YOUR OBJECTIVE -> When you transcribe the records that follow, reproduce each line exactly as given.

GIVEN INFORMATION ->
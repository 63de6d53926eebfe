use super::{
    handlers::{auth, health, interactions, recipes},
    middleware::request_id::request_id_middleware,
    state::AppState,
};
use axum::{
    Router, middleware,
    routing::{get, post},
};

pub fn create_router(state: AppState) -> Router {
    Router::new()
        // Health
        .route("/health", get(health::health_check))
        // Auth
        .route("/api/auth/signup", post(auth::signup))
        .route("/api/auth/login", post(auth::login))
        .route("/api/auth/me", get(auth::me))
        .route("/api/auth/change-password", post(auth::change_password))
        // Recipes
        .route("/api/recipes", post(recipes::create_recipe))
        .route("/api/recipes/cards", get(recipes::get_recipe_cards))
        .route("/api/recipes/search", get(recipes::search_recipes))
        .route("/api/recipes/me", get(recipes::my_recipes))
        .route(
            "/api/recipes/{id}",
            axum::routing::delete(recipes::delete_recipe),
        )
        .route("/api/recipes/{id}/details", get(recipes::get_recipe_details))
        .route(
            "/api/recipes/{id}/comments",
            get(recipes::get_recipe_comments),
        )
        // Interactions
        .route(
            "/api/interactions/{id}/like",
            post(interactions::toggle_like),
        )
        .route(
            "/api/interactions/{id}/rate",
            post(interactions::rate_recipe),
        )
        .route(
            "/api/interactions/{id}/comment",
            post(interactions::add_comment),
        )
        .route("/api/interactions/{id}/stats", get(interactions::get_stats))
        .route(
            "/api/interactions/{id}/like/status",
            get(interactions::like_status),
        )
        .layer(middleware::from_fn(request_id_middleware))
        .with_state(state)
}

ANSWER FOR THIS EXERCISE ->
repository 63de6d53926eebfe
use super::{
    handlers::{auth, health, interactions, recipes},
    middleware::request_id::request_id_middleware,
    state::AppState,
};
use axum::{
    Router, middleware,
    routing::{get, post},
};

pub fn create_router(state: AppState) -> Router {
    Router::new()
        // Health
        .route("/health", get(health::health_check))
        // Auth
        .route("/api/auth/signup", post(auth::signup))
        .route("/api/auth/login", post(auth::login))
        .route("/api/auth/me", get(auth::me))
        .route("/api/auth/change-password", post(auth::change_password))
        // Recipes
        .route("/api/recipes", post(recipes::create_recipe))
        .route("/api/recipes/cards", get(recipes::get_recipe_cards))
        .route("/api/recipes/search", get(recipes::search_recipes))
        .route("/api/recipes/me", get(recipes::my_recipes))
        .route(
            "/api/recipes/{id}",
            axum::routing::delete(recipes::delete_recipe),
        )
        .route("/api/recipes/{id}/details", get(recipes::get_recipe_details))
        .route(
            "/api/recipes/{id}/comments",
            get(recipes::get_recipe_comments),
        )
        // Interactions
        .route(
            "/api/interactions/{id}/like",
            post(interactions::toggle_like),
        )
        .route(
            "/api/interactions/{id}/rate",
            post(interactions::rate_recipe),
        )
        .route(
            "/api/interactions/{id}/comment",
            post(interactions::add_comment),
        )
        .route("/api/interactions/{id}/stats", get(interactions::get_stats))
        .route(
            "/api/interactions/{id}/like/status",
            get(interactions::like_status),
        )
        .layer(middleware::from_fn(request_id_middleware))
        .with_state(state)
}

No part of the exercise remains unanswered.